### EXERCISE
Collect each line of the records containing the string "step".

━━ DATA TO EXAMINE

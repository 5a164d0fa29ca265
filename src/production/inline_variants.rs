//! Variant-spec parsing and Cartesian expansion.
//!
//! A variant spec is one of:
//! - a literal list `[a, b, c]` (tokens may be quoted),
//! - a numeric `Range(start, end, step)` with half-open semantics: the
//!   values are `start, start+step, ...` strictly below `end`,
//! - a bare scalar or comma-separated scalars.

use std::collections::BTreeMap;

use super::ProductionError;
use crate::constants::MAX_VARIANTS_PER_KEY;

/// Parse one variant spec into its list of discrete string values.
///
/// A blank spec parses to an empty list; the caller decides whether that is
/// an error. `Range(10,21,5)` yields `["10", "15", "20"]`: the stop bound
/// is excluded whether or not it is exactly reachable by the step.
pub fn parse_variants(spec: &str) -> Result<Vec<String>, ProductionError> {
    let s = spec.trim();
    if s.is_empty() {
        return Ok(Vec::new());
    }

    let lower = s.to_ascii_lowercase();
    let variants = if let Some(inner) = s.strip_prefix('[') {
        let inner = inner.strip_suffix(']').ok_or_else(|| ProductionError::BrokenVariantSpec {
            spec: spec.to_string(),
            reason: "array definition must end with ']'".into(),
        })?;
        split_values(inner)
    } else if lower.starts_with("range") || s.starts_with('(') {
        parse_range(s, &lower)?
    } else {
        split_values(s)
    };

    if variants.len() > MAX_VARIANTS_PER_KEY {
        return Err(ProductionError::TooManyVariants {
            spec: spec.to_string(),
            count: variants.len(),
        });
    }
    Ok(variants)
}

fn parse_range(spec: &str, lower: &str) -> Result<Vec<String>, ProductionError> {
    let rest = lower.strip_prefix("range").unwrap_or(lower).trim_start();
    let inner = rest
        .strip_prefix('(')
        .and_then(|r| r.strip_suffix(')'))
        .ok_or_else(|| ProductionError::BrokenVariantSpec {
            spec: spec.to_string(),
            reason: "range must be 'Range(start, end, step)'".into(),
        })?;

    let mut numbers = inner.split(',').map(|part| {
        part.trim()
            .parse::<i64>()
            .map_err(|_| ProductionError::BrokenVariantSpec {
                spec: spec.to_string(),
                reason: format!("'{}' is not an integer", part.trim()),
            })
    });
    let mut next_number = || {
        numbers.next().unwrap_or_else(|| {
            Err(ProductionError::BrokenVariantSpec {
                spec: spec.to_string(),
                reason: "range needs start, end and step".into(),
            })
        })
    };
    let start = next_number()?;
    let end = next_number()?;
    let step = next_number()?;
    if step <= 0 {
        return Err(ProductionError::BrokenVariantSpec {
            spec: spec.to_string(),
            reason: "step must be positive".into(),
        });
    }

    let mut values = Vec::new();
    let mut i = start;
    while i < end {
        values.push(i.to_string());
        if values.len() > MAX_VARIANTS_PER_KEY {
            return Err(ProductionError::TooManyVariants {
                spec: spec.to_string(),
                count: values.len(),
            });
        }
        i += step;
    }
    Ok(values)
}

/// Split a comma-separated value list, honoring single or double quotes
/// around individual tokens and dropping blanks.
fn split_values(s: &str) -> Vec<String> {
    s.split(',')
        .map(str::trim)
        .filter(|token| !token.is_empty())
        .map(|token| {
            let unquoted = token
                .strip_prefix('"')
                .and_then(|t| t.strip_suffix('"'))
                .or_else(|| token.strip_prefix('\'').and_then(|t| t.strip_suffix('\'')));
            unquoted.unwrap_or(token).to_string()
        })
        .filter(|token| !token.is_empty())
        .collect()
}

/// Expand an inline key -> spec map into the Cartesian set of all variant
/// combinations, one map per combination. Keys whose spec parses to an
/// empty list are skipped. Order is stable: keys ascending, earlier keys
/// vary slowest.
pub fn all_inline_variants(
    inlines: &BTreeMap<String, String>,
) -> Result<Vec<BTreeMap<String, String>>, ProductionError> {
    let mut lists = BTreeMap::new();
    for (key, spec) in inlines {
        let variants = parse_variants(spec)?;
        if !variants.is_empty() {
            lists.insert(key.clone(), variants);
        }
    }
    Ok(cartesian_combinations(&lists))
}

/// Cartesian product over named variant lists.
pub fn cartesian_combinations(
    lists: &BTreeMap<String, Vec<String>>,
) -> Vec<BTreeMap<String, String>> {
    if lists.is_empty() {
        return Vec::new();
    }
    let mut combinations: Vec<BTreeMap<String, String>> = vec![BTreeMap::new()];
    for (key, values) in lists {
        combinations = combinations
            .into_iter()
            .flat_map(|combination| {
                values.iter().map(move |value| {
                    let mut next = combination.clone();
                    next.insert(key.clone(), value.clone());
                    next
                })
            })
            .collect();
    }
    combinations
}

#[cfg(test)]
mod tests {
    use super::*;
    use proptest::prelude::*;

    #[test]
    fn test_scalar_and_csv() {
        assert_eq!(parse_variants("10").unwrap(), vec!["10"]);
        assert_eq!(parse_variants("a, b ,c").unwrap(), vec!["a", "b", "c"]);
        assert!(parse_variants("  ").unwrap().is_empty());
    }

    #[test]
    fn test_literal_list() {
        assert_eq!(parse_variants("[x, y]").unwrap(), vec!["x", "y"]);
        assert_eq!(
            parse_variants("['aaa', \"bbb\", ccc]").unwrap(),
            vec!["aaa", "bbb", "ccc"]
        );
        assert!(matches!(
            parse_variants("[x, y"),
            Err(ProductionError::BrokenVariantSpec { .. })
        ));
    }

    #[test]
    fn test_range_half_open() {
        // the authoritative contract: stop 21 excluded, 20 is the last
        // value reachable by step 5 from 10
        assert_eq!(parse_variants("Range(10,21,5)").unwrap(), vec!["10", "15", "20"]);
        // stop exactly reachable is still excluded
        assert_eq!(parse_variants("Range(10,20,5)").unwrap(), vec!["10", "15"]);
        assert_eq!(parse_variants("range (0, 3, 1)").unwrap(), vec!["0", "1", "2"]);
        assert_eq!(parse_variants("(1,4,2)").unwrap(), vec!["1", "3"]);
        assert!(parse_variants("Range(5,5,1)").unwrap().is_empty());
    }

    #[test]
    fn test_range_errors() {
        assert!(matches!(
            parse_variants("Range(1,10)"),
            Err(ProductionError::BrokenVariantSpec { .. })
        ));
        assert!(matches!(
            parse_variants("Range(1,10,x)"),
            Err(ProductionError::BrokenVariantSpec { .. })
        ));
        assert!(matches!(
            parse_variants("Range(1,10,0)"),
            Err(ProductionError::BrokenVariantSpec { .. })
        ));
        assert!(matches!(
            parse_variants("Range(0,1000,1)"),
            Err(ProductionError::TooManyVariants { .. })
        ));
    }

    #[test]
    fn test_all_inline_variants_cartesian() {
        let mut inlines = BTreeMap::new();
        inlines.insert("alpha".to_string(), "[0.1, 0.2]".to_string());
        inlines.insert("beta".to_string(), "Range(1,4,1)".to_string());

        let combos = all_inline_variants(&inlines).unwrap();
        assert_eq!(combos.len(), 6);
        assert_eq!(combos[0]["alpha"], "0.1");
        assert_eq!(combos[0]["beta"], "1");
        assert_eq!(combos[5]["alpha"], "0.2");
        assert_eq!(combos[5]["beta"], "3");
        // every combination is unique
        let unique: std::collections::BTreeSet<_> = combos.iter().collect();
        assert_eq!(unique.len(), combos.len());
    }

    #[test]
    fn test_empty_lists_are_skipped() {
        let mut inlines = BTreeMap::new();
        inlines.insert("a".to_string(), "[x, y]".to_string());
        inlines.insert("blank".to_string(), "".to_string());
        let combos = all_inline_variants(&inlines).unwrap();
        assert_eq!(combos.len(), 2);
        assert!(!combos[0].contains_key("blank"));
    }

    proptest! {
        #[test]
        fn prop_combination_count_is_product(
            a in 1usize..5, b in 1usize..5, c in 1usize..5,
        ) {
            let mut lists = BTreeMap::new();
            lists.insert("a".to_string(), (0..a).map(|i| i.to_string()).collect::<Vec<_>>());
            lists.insert("b".to_string(), (0..b).map(|i| i.to_string()).collect::<Vec<_>>());
            lists.insert("c".to_string(), (0..c).map(|i| i.to_string()).collect::<Vec<_>>());
            prop_assert_eq!(cartesian_combinations(&lists).len(), a * b * c);
        }

        #[test]
        fn prop_range_stays_below_end(start in -50i64..50, len in 0i64..40, step in 1i64..9) {
            let end = start + len;
            let spec = format!("Range({start},{end},{step})");
            let values = parse_variants(&spec).unwrap();
            for v in values {
                let n: i64 = v.parse().unwrap();
                prop_assert!(n >= start && n < end);
            }
        }
    }
}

━━━━

### WORKED SOLUTION
//! - a numeric `Range(start, end, step)` with half-open semantics: the
//!   values are `start, start+step, ...` strictly below `end`,
/// is excluded whether or not it is exactly reachable by the step.
            reason: "range must be 'Range(start, end, step)'".into(),
                reason: "range needs start, end and step".into(),
    let step = next_number()?;
    if step <= 0 {
            reason: "step must be positive".into(),
        i += step;
        // value reachable by step 5 from 10
        fn prop_range_stays_below_end(start in -50i64..50, len in 0i64..40, step in 1i64..9) {
            let spec = format!("Range({start},{end},{step})");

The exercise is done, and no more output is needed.